* [Instructions to follow] How many lines in the data below contain the string "static"? State that number only.

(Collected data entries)
★ ★ ★ ★ ★
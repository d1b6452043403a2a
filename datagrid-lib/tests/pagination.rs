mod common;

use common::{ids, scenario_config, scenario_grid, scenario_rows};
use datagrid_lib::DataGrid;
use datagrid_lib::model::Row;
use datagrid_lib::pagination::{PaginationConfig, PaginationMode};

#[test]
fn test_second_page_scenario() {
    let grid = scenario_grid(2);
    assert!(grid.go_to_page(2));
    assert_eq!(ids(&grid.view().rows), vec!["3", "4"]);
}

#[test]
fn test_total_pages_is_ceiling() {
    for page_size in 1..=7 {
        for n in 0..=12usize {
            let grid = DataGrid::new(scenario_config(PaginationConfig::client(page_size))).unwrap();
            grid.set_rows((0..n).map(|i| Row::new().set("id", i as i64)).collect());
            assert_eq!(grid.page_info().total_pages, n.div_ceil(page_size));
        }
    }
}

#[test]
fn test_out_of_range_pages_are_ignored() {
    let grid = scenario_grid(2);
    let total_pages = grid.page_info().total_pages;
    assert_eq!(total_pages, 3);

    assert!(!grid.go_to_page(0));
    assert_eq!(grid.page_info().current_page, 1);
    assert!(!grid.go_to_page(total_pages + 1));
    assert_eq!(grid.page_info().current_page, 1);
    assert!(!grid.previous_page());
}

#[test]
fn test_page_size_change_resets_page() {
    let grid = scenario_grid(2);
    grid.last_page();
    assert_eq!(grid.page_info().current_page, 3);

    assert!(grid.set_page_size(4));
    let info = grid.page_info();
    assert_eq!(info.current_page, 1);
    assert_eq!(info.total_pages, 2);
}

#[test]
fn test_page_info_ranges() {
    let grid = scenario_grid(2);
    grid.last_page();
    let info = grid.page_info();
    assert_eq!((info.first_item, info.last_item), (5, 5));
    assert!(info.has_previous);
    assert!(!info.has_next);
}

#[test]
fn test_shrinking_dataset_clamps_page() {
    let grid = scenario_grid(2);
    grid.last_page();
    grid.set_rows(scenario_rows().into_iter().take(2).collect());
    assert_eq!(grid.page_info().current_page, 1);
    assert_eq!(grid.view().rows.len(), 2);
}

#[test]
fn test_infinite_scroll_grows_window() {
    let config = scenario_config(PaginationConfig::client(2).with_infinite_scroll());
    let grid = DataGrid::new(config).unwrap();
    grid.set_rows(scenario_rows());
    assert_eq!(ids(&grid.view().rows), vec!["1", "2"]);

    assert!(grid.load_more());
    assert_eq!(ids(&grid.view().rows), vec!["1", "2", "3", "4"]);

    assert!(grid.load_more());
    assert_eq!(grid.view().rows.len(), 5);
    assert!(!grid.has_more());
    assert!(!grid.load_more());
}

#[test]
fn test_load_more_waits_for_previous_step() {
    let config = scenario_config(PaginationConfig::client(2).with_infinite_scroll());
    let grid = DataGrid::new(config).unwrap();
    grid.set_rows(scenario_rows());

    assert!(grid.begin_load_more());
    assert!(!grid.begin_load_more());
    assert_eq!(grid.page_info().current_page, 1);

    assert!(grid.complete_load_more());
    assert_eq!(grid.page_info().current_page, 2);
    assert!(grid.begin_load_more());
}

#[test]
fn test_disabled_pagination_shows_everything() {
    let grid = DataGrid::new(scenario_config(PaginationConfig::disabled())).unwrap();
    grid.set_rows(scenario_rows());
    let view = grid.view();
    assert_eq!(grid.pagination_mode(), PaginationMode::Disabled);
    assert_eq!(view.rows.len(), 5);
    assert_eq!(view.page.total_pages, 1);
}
★ ★ ★ ★ ★
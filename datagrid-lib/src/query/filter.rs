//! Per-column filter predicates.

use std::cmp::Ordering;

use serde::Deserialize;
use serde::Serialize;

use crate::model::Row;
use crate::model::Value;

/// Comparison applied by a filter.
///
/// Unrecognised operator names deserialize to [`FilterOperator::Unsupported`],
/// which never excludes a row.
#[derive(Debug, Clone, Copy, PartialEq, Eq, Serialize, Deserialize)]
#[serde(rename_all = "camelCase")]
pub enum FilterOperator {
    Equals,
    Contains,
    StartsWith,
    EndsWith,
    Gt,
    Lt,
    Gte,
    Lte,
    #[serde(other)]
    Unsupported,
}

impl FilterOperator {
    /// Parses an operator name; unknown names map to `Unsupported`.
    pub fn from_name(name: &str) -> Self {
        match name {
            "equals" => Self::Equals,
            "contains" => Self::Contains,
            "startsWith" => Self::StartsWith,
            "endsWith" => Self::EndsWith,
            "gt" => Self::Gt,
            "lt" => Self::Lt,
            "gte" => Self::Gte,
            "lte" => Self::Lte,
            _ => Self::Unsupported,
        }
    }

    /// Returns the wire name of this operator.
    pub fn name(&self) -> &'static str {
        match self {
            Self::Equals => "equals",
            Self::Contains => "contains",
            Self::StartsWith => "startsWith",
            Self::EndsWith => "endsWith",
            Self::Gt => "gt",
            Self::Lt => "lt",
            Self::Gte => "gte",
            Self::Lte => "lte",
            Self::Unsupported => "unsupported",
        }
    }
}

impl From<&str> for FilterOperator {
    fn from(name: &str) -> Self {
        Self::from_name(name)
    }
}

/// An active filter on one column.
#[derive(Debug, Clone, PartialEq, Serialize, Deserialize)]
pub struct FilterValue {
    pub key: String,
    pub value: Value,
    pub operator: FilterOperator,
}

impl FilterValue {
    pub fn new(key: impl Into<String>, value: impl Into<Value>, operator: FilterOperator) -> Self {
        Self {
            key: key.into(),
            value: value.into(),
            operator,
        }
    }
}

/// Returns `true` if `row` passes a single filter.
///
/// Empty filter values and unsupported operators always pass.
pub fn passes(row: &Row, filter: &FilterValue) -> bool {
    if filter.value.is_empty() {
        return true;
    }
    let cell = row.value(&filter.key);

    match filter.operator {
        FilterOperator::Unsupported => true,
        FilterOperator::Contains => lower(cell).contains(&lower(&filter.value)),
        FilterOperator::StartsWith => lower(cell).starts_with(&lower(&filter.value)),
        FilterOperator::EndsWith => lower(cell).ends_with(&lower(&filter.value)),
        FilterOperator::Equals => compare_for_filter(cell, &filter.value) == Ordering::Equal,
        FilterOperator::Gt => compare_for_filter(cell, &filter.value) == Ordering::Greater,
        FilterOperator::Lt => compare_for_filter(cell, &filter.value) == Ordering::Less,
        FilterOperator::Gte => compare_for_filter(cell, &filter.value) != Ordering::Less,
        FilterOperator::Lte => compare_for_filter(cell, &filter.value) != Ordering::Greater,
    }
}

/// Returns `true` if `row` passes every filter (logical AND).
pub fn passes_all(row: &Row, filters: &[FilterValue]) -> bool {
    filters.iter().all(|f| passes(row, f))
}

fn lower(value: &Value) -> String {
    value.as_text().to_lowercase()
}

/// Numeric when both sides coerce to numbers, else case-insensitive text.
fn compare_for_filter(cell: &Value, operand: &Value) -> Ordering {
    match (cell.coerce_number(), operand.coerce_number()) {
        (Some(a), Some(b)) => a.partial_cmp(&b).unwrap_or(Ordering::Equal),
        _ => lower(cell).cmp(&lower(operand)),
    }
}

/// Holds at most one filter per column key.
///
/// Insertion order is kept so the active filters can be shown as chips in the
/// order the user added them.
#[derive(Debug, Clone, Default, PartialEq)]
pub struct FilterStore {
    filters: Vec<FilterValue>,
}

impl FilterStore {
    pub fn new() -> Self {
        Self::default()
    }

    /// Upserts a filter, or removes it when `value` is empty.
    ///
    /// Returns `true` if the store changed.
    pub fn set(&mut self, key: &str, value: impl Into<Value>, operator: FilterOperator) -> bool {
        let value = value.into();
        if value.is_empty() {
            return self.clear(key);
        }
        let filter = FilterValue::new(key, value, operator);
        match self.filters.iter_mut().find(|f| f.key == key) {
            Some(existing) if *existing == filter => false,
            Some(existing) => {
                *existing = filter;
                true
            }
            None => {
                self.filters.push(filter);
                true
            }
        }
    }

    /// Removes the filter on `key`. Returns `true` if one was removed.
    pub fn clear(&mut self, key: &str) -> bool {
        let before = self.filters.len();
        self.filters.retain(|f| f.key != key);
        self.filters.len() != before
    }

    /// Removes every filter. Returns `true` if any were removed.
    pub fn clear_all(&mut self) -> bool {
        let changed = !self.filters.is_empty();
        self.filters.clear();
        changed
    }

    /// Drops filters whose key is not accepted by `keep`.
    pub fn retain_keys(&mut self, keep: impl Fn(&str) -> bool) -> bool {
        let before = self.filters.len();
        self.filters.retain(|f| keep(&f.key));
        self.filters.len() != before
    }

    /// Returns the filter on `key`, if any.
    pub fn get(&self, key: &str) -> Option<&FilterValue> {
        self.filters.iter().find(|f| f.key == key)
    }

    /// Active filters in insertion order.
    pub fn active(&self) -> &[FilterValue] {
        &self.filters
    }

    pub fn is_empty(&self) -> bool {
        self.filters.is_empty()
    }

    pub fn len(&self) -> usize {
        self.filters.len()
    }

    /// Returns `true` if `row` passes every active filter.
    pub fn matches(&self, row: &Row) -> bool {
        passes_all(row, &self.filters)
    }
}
★ ★ ★ ★ ★
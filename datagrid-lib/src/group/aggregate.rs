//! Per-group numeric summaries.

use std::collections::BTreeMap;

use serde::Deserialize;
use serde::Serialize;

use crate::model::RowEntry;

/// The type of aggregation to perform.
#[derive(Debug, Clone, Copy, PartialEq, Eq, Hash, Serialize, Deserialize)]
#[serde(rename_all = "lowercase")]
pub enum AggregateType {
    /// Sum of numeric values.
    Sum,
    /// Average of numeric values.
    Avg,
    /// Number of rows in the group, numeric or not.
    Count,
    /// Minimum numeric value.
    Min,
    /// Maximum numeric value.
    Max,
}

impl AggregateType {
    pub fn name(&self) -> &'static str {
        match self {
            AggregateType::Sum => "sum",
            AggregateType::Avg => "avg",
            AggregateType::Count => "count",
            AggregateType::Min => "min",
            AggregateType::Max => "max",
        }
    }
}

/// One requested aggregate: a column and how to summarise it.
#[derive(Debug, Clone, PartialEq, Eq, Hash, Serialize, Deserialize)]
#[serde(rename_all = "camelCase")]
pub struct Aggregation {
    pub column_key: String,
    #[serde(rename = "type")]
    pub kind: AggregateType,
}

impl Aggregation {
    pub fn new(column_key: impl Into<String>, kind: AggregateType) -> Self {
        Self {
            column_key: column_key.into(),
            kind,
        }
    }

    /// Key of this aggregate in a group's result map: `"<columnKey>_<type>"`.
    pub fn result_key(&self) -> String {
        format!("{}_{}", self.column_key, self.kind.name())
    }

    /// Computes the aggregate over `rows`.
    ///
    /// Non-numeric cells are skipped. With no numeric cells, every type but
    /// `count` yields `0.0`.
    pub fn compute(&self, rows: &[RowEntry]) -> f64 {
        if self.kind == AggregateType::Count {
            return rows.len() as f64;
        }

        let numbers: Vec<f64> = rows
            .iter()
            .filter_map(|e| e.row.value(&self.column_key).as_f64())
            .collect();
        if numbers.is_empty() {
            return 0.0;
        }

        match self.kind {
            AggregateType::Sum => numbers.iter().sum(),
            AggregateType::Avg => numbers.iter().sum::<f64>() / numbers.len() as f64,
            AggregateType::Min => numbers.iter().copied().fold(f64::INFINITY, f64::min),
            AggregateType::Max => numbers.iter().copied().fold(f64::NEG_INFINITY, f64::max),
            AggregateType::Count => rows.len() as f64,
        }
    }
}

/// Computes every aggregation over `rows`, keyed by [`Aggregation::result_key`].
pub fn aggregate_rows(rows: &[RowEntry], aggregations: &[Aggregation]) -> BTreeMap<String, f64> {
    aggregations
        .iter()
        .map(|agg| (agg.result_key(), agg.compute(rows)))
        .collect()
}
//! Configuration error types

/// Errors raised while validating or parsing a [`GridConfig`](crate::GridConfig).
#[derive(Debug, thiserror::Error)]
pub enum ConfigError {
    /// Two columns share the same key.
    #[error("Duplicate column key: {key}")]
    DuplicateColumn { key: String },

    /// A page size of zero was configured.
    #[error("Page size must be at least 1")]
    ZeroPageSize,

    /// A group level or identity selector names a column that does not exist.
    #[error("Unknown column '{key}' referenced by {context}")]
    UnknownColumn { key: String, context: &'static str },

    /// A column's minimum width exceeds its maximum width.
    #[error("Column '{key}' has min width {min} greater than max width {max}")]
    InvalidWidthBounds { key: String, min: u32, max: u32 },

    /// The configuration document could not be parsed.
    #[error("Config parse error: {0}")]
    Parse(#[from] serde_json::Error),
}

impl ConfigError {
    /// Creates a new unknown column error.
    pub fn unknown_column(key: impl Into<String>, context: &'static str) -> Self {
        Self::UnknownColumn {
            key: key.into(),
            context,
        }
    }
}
★ ★ ★ ★ ★
* [Solution to this exercise] 4